10 minutes after Long had found the net, Daniel Sturridge received the ball wide on England’s left. With little to aim for in the area, the Liverpool attacker delayed his cross. He finally whipped the ball over after spotting Frank Lampard’s late run, and the veteran midfielder was on hand to poke beyond Forde after Sean St Ledger failed to clear. It was a goal arguably deserved on the balance of play.
Sturridge’s assist would prove to be his last notable action: the striker’s first international start was cut short on 32 minutes when he damaged his ankle in a challenge with Glenn Whelan, and had to be replaced by Jermaine Defoe.
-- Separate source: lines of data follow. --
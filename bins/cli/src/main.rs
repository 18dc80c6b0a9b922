//! CLI binary entrypoint.

mod commands;
mod error;
mod format;

use clap::{Parser, Subcommand};
use commands::{
    Backend, CommandEnv, RecordInput, RecordKind, SnapshotInput, run_config_check,
    run_config_show, run_info, run_parse_attrs, run_record, run_snapshot,
};
use error::{CliError, ExitCode};
use format::{OutputArgs, OutputMode};
use scantel_infra::{LoggingSettings, build_logger, init_tracing};
use std::collections::BTreeMap;
use std::io::{self, Write};
use std::path::PathBuf;

const ENV_PREFIX: &str = "SCANTEL_";

#[derive(Debug, Parser)]
#[command(
    name = "scantel",
    version,
    about = "Scan-pipeline telemetry CLI",
    long_about = None
)]
struct Cli {
    #[command(flatten)]
    output: OutputArgs,

    #[command(subcommand)]
    command: Commands,
}

#[derive(Debug, Subcommand)]
enum Commands {
    /// Show build details and the domain instrument catalog.
    Info,
    /// Config-related commands.
    Config {
        #[command(subcommand)]
        command: ConfigCommands,
    },
    /// Write resource snapshots (Prometheus text) to the exporter directory.
    Snapshot {
        /// Optional config file path (JSON/TOML).
        #[arg(long)]
        config: Option<PathBuf>,
        /// Snapshot directory (overrides `exporter.directory`).
        #[arg(long)]
        dir: Option<String>,
        /// File and metric prefix (overrides `exporter.filePrefix`).
        #[arg(long)]
        prefix: Option<String>,
        /// Stage label; repeat to write one snapshot per stage.
        #[arg(long = "stage")]
        stages: Vec<String>,
        /// CPU counter file to read instead of `/proc/stat`.
        #[arg(long)]
        proc_stat: Option<PathBuf>,
    },
    /// Record measurements through the metrics facade.
    Record {
        /// Instrument flavor.
        #[arg(value_enum)]
        kind: RecordKind,
        /// Instrument name.
        #[arg(long)]
        name: String,
        /// Value to record; repeat to record several.
        #[arg(long = "value", allow_negative_numbers = true)]
        values: Vec<String>,
        /// Packed attributes, e.g. `catalog=rest;op=load_table`.
        #[arg(long)]
        attrs: Option<String>,
        /// Destination provider.
        #[arg(long, value_enum, default_value = "memory")]
        backend: Backend,
        /// Optional config file path (JSON/TOML), used by the OTLP backend.
        #[arg(long)]
        config: Option<PathBuf>,
    },
    /// Decode a packed `k=v;k=v` attribute string.
    ParseAttrs {
        /// Packed attribute string.
        packed: String,
    },
}

#[derive(Debug, Subcommand)]
enum ConfigCommands {
    /// Validate config loading, merging, and normalization.
    Check {
        /// Optional config file path (JSON/TOML).
        #[arg(long = "config", visible_alias = "path")]
        path: Option<PathBuf>,
    },
    /// Show the effective config after applying overrides.
    Show {
        /// Optional config file path (JSON/TOML).
        #[arg(long = "config", visible_alias = "path")]
        path: Option<PathBuf>,
    },
}

#[derive(Debug)]
pub(crate) struct CliOutput {
    stdout: String,
    stderr: String,
    exit_code: ExitCode,
}

fn main() -> std::process::ExitCode {
    let cli = Cli::parse();
    let mode = OutputMode::from_args(&cli.output);

    let settings = LoggingSettings::from_std_env();
    init_tracing(&settings);
    let env = CommandEnv {
        vars: collect_scoped_env(ENV_PREFIX),
        logger: build_logger(&settings),
    };

    match run(&cli.command, mode, &env) {
        Ok(output) => match write_output(&output) {
            Ok(()) => std::process::ExitCode::from(output.exit_code.as_u8()),
            Err(error) => exit_with_error(&error),
        },
        Err(error) => exit_with_error(&error),
    }
}

fn exit_with_error(error: &CliError) -> std::process::ExitCode {
    let _ = writeln!(io::stderr(), "error: {error}");
    std::process::ExitCode::from(error.exit_code().as_u8())
}

fn run(command: &Commands, mode: OutputMode, env: &CommandEnv) -> Result<CliOutput, CliError> {
    match command {
        Commands::Info => run_info(mode),
        Commands::Config { command } => match command {
            ConfigCommands::Check { path } => run_config_check(mode, env, path.as_deref()),
            ConfigCommands::Show { path } => run_config_show(mode, env, path.as_deref()),
        },
        Commands::Snapshot {
            config,
            dir,
            prefix,
            stages,
            proc_stat,
        } => run_snapshot(
            mode,
            env,
            &SnapshotInput {
                config: config.as_deref(),
                directory: dir.as_deref(),
                prefix: prefix.as_deref(),
                stages,
                proc_stat: proc_stat.as_deref(),
            },
        ),
        Commands::Record {
            kind,
            name,
            values,
            attrs,
            backend,
            config,
        } => run_record(
            mode,
            env,
            &RecordInput {
                kind: *kind,
                name,
                values,
                attrs: attrs.as_deref(),
                backend: *backend,
                config: config.as_deref(),
            },
        ),
        Commands::ParseAttrs { packed } => run_parse_attrs(mode, packed),
    }
}

fn write_output(output: &CliOutput) -> Result<(), CliError> {
    let mut stdout = io::stdout();
    stdout.write_all(output.stdout.as_bytes())?;

    if !output.stderr.is_empty() {
        let mut stderr = io::stderr();
        stderr.write_all(output.stderr.as_bytes())?;
        stderr.flush()?;
    }

    Ok(())
}

fn collect_scoped_env(prefix: &str) -> BTreeMap<String, String> {
    std::env::vars()
        .filter(|(key, _)| key.starts_with(prefix))
        .collect()
}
Theo Walcott did the most to provide further excitement, his searing pace allowing him to glide beyond Stephen Kelly on 38 minutes, but the Arsenal winger’s low centre was well cleared by St Ledger.
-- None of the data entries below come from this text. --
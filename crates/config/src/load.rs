//! Config loading helpers (env + file).
//!
//! The loader applies a fixed precedence and surfaces user-facing errors as
//! typed `ErrorEnvelope`s.

use crate::{TelemetryConfig, TelemetryEnv, ValidatedTelemetryConfig, apply_env_overrides};
use scantel_shared::{ErrorClass, ErrorCode, ErrorEnvelope};
use std::path::Path;

#[derive(Debug, Clone, Copy, PartialEq, Eq)]
enum ConfigFormat {
    Json,
    Toml,
}

/// Load the telemetry config from in-memory JSON.
///
/// Precedence (highest wins):
/// - env overrides (`TelemetryEnv`)
/// - config JSON
/// - defaults (`TelemetryConfig::default()`)
pub fn load_telemetry_config_from_sources(
    config_json: Option<&str>,
    env: &TelemetryEnv,
) -> Result<ValidatedTelemetryConfig, ErrorEnvelope> {
    let config = match config_json {
        None => TelemetryConfig::default(),
        Some(input) => parse_config_unvalidated(input, ConfigFormat::Json)?,
    };

    // env is applied last and also validates/normalizes the resulting config.
    apply_env_overrides(config, env)
}

/// Load the telemetry config from an optional JSON/TOML file path.
pub fn load_telemetry_config_from_path(
    config_path: Option<&Path>,
    env: &TelemetryEnv,
) -> Result<ValidatedTelemetryConfig, ErrorEnvelope> {
    let config = match config_path {
        None => TelemetryConfig::default(),
        Some(path) => {
            let format = detect_config_format(path)?;
            let config_text = read_config_file(path)?;
            parse_config_unvalidated(&config_text, format)?
        },
    };

    apply_env_overrides(config, env)
}

/// Load the telemetry config from std env and an optional file path.
pub fn load_telemetry_config_std_env(
    config_path: Option<&Path>,
) -> Result<ValidatedTelemetryConfig, ErrorEnvelope> {
    let env = TelemetryEnv::from_std_env().map_err(ErrorEnvelope::from)?;
    load_telemetry_config_from_path(config_path, &env)
}

/// Serialize the config as deterministic pretty JSON (with trailing newline).
pub fn to_pretty_json(config: &TelemetryConfig) -> Result<String, ErrorEnvelope> {
    let mut output = serde_json::to_string_pretty(config).map_err(|error| {
        ErrorEnvelope::unexpected(
            ErrorCode::internal(),
            format!("failed to serialize config: {error}"),
            ErrorClass::NonRetriable,
        )
    })?;
    output.push('\n');
    Ok(output)
}

fn parse_config_unvalidated(
    input: &str,
    format: ConfigFormat,
) -> Result<TelemetryConfig, ErrorEnvelope> {
    match format {
        ConfigFormat::Json => serde_json::from_str(input).map_err(|error| {
            ErrorEnvelope::expected(
                ErrorCode::new("config", "invalid_json"),
                format!("invalid config JSON: {error}"),
            )
            .with_metadata("source", "config")
        }),
        ConfigFormat::Toml => toml::from_str(input).map_err(|error| {
            ErrorEnvelope::expected(
                ErrorCode::new("config", "invalid_toml"),
                format!("invalid config TOML: {error}"),
            )
            .with_metadata("source", "config")
        }),
    }
}

fn read_config_file(path: &Path) -> Result<String, ErrorEnvelope> {
    std::fs::read_to_string(path).map_err(|error| {
        let code = match error.kind() {
            std::io::ErrorKind::NotFound => ErrorCode::new("config", "config_file_not_found"),
            std::io::ErrorKind::PermissionDenied => {
                ErrorCode::new("config", "config_file_permission_denied")
            },
            _ => ErrorCode::new("config", "config_file_io"),
        };

        ErrorEnvelope::expected(code, format!("failed to read config file: {error}"))
            .with_metadata("path", path.to_string_lossy().to_string())
    })
}

fn detect_config_format(path: &Path) -> Result<ConfigFormat, ErrorEnvelope> {
    let ext = path
        .extension()
        .and_then(|value| value.to_str())
        .map(str::to_ascii_lowercase);
    match ext.as_deref() {
        None | Some("json") => Ok(ConfigFormat::Json),
        Some("toml") => Ok(ConfigFormat::Toml),
        Some(other) => Err(ErrorEnvelope::expected(
            ErrorCode::new("config", "unsupported_format"),
            "unsupported config format; use .json or .toml",
        )
        .with_metadata("extension", other.to_string())),
    }
}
The first half ended in mild controversy when Keane had a penalty appeal turned down – England somehow managed to clear the ball backwards from an Ireland corner, and Rooney appeared to haul Keane to the floor as the visiting captain attempted to scramble home.
He’d been forced to make a change earlier in the game, but at half-time Roy Hodgson opted to further tinker with his line-up, introducing West Brom custodian Ben Foster for Joe Hart and Phil Jones for Glen Johnson at right-back. England started the second period brightly, and Rooney’s excellent chip found Walcott in space on the right; his first-time centre almost reached captain Cole for what would have been his first international goal, but Ireland defenders converged to intervene.
It would prove to be Cole’s final chance to score as captain, as he was replaced on 54 minutes by Everton’s Leighton Baines, the armband passed to Cole’s clubmate Lampard. England continued to threaten, and a quick counter-attack ten minutes later saw Defoe release Walcott in space, but Millwall stopper Forde made a good save from the winger’s low drive.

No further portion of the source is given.